China entered the crisis in an entirely different position. It was running a budget surplus and had been raising interest rates to tamp down excessive growth. Its banks had been reining in consumer spending and excessive credit. So when the crisis hit, the Chinese government could adopt textbook policies to jump-start growth. It could lower interest rates, raise government spending, ease up on credit, and encourage consumers to start spending. Having been disciplined during the fat years, Beijing could now ease up during the lean ones.
And look at the nature of China's stimulus. Most of U.S. government spending is directed at consumption-in the form of subsidies, wages, health benefits, etc. The bulk of China's stimulus is going toward investment for future growth: infrastructure and new technologies. Having built 21st-century infrastructure for its first-tier cities in the last decade, Beijing will now build similar facilities for the second tier.
China will spend $200 billion on railways in the next two years, much of it for high-speed rail. The Beijing-Shanghai line will cut travel times between those two cities from 10 hours to four. The United States, by contrast, has designated less than $20 billion, to be spread out over more than a dozen projects, thus guaranteeing their failure. It's not just rail, of course. China will add 44,000 miles of new roads and 100 new airports in the next decade. And then there is shipping, where China has become the global leader.
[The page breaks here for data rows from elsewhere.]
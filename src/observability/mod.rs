//! Logging setup and log hygiene helpers.
//!
//! The library only emits `tracing` events; binaries and tests decide where
//! they go. [`init_logging`] installs a `tracing-subscriber` formatter for
//! callers that do not bring their own.

use std::sync::atomic::{AtomicBool, Ordering};

use tracing_subscriber::EnvFilter;

use crate::error::{CatalogError, Result};

/// Log output format
#[derive(Debug, Clone, Copy, PartialEq, Eq, Default)]
pub enum OutputFormat {
    #[default]
    Text,
    Json,
}

/// Logging configuration.
#[derive(Debug, Clone)]
pub struct LoggingConfig {
    /// Default filter directive, overridden by `RUST_LOG` when set
    pub level: String,
    pub format: OutputFormat,
    /// Include the event target (`catalog_auth::client`, ...) in output
    pub with_target: bool,
}

impl Default for LoggingConfig {
    fn default() -> Self {
        Self {
            level: "info".to_string(),
            format: OutputFormat::Text,
            with_target: true,
        }
    }
}

impl LoggingConfig {
    pub fn with_level<S: Into<String>>(mut self, level: S) -> Self {
        self.level = level.into();
        self
    }

    pub const fn with_format(mut self, format: OutputFormat) -> Self {
        self.format = format;
        self
    }

    pub const fn with_target(mut self, with_target: bool) -> Self {
        self.with_target = with_target;
        self
    }
}

/// Install a global fmt subscriber.
///
/// Returns an error for an invalid filter directive. A second call, or a call
/// after another subscriber was installed, is a no-op.
pub fn init_logging(config: &LoggingConfig) -> Result<()> {
    let filter = match EnvFilter::try_from_default_env() {
        Ok(filter) => filter,
        Err(_) => EnvFilter::try_new(&config.level).map_err(|e| {
            CatalogError::ConfigurationError(format!(
                "Invalid log filter '{}': {e}",
                config.level
            ))
        })?,
    };

    let builder = tracing_subscriber::fmt()
        .with_env_filter(filter)
        .with_target(config.with_target);

    let installed = match config.format {
        OutputFormat::Text => builder.try_init(),
        OutputFormat::Json => builder.json().try_init(),
    };

    if installed.is_err() {
        tracing::debug!("global subscriber already installed; keeping it");
    }
    Ok(())
}

static MASK_SENSITIVE_VALUES: AtomicBool = AtomicBool::new(true);

pub fn set_mask_sensitive_values(mask: bool) {
    MASK_SENSITIVE_VALUES.store(mask, Ordering::Relaxed);
}

pub fn get_mask_sensitive_values() -> bool {
    MASK_SENSITIVE_VALUES.load(Ordering::Relaxed)
}

/// Shorten a token for logging, keeping a few leading and trailing characters.
pub fn mask_sensitive_value(value: &str) -> String {
    if !get_mask_sensitive_values() {
        return value.to_string();
    }
    let chars: Vec<char> = value.chars().collect();
    if let Some(token) = value.strip_prefix("Bearer ") {
        return format!("Bearer {}", mask_sensitive_value(token));
    }
    if chars.len() > 16 {
        let head: String = chars[..6].iter().collect();
        let tail: String = chars[chars.len() - 4..].iter().collect();
        format!("{head}...{tail}")
    } else if chars.len() > 8 {
        let head: String = chars[..2].iter().collect();
        format!("{head}...")
    } else {
        "***".to_string()
    }
}

#[cfg(test)]
mod tests {
    use super::*;

    #[test]
    fn long_tokens_keep_head_and_tail() {
        assert_eq!(
            mask_sensitive_value("eyJhbGciOiJSUzI1NiJ9.payload.sig"),
            "eyJhbG....sig"
        );
    }

    #[test]
    fn short_tokens_are_hidden() {
        assert_eq!(mask_sensitive_value("abc123"), "***");
        assert_eq!(mask_sensitive_value("abcdefghij"), "ab...");
    }

    #[test]
    fn bearer_prefix_is_preserved() {
        assert_eq!(mask_sensitive_value("Bearer abc"), "Bearer ***");
    }

    #[test]
    fn init_logging_is_idempotent() {
        let config = LoggingConfig::default().with_level("debug");
        assert!(init_logging(&config).is_ok());
        assert!(init_logging(&config.with_format(OutputFormat::Json)).is_ok());
    }
}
Two out of the world's three largest ports are Shanghai and Hong Kong.
China is also well aware of its dependence on imported oil and is acting in surprisingly farsighted ways. It now spends more on solar, wind, and battery technology than the United States does. Research by the investment bank Lazard Freres shows that of the top 10 companies (by market capitalization) in these three fields, four are Chinese. (Only three are American.) It is also making a massive investment in higher education.
"For the last decade, as China's economy kept growing at unprecedented rates, most Western analysts kept discussing when it would crash," says Zachary Karabell, the author of a smart new book, Superfusion, on the Sino-U.S. economy. "Now with China surging ahead through this crisis, all they can discuss is, when will China stall? It's as if they see the facts, but they can't quite make sense of them." China's strange mixture of state intervention, markets, dictatorship, and efficiency is puzzling. But it's time to stop hoping for China's failure and start understanding and adapting to its success.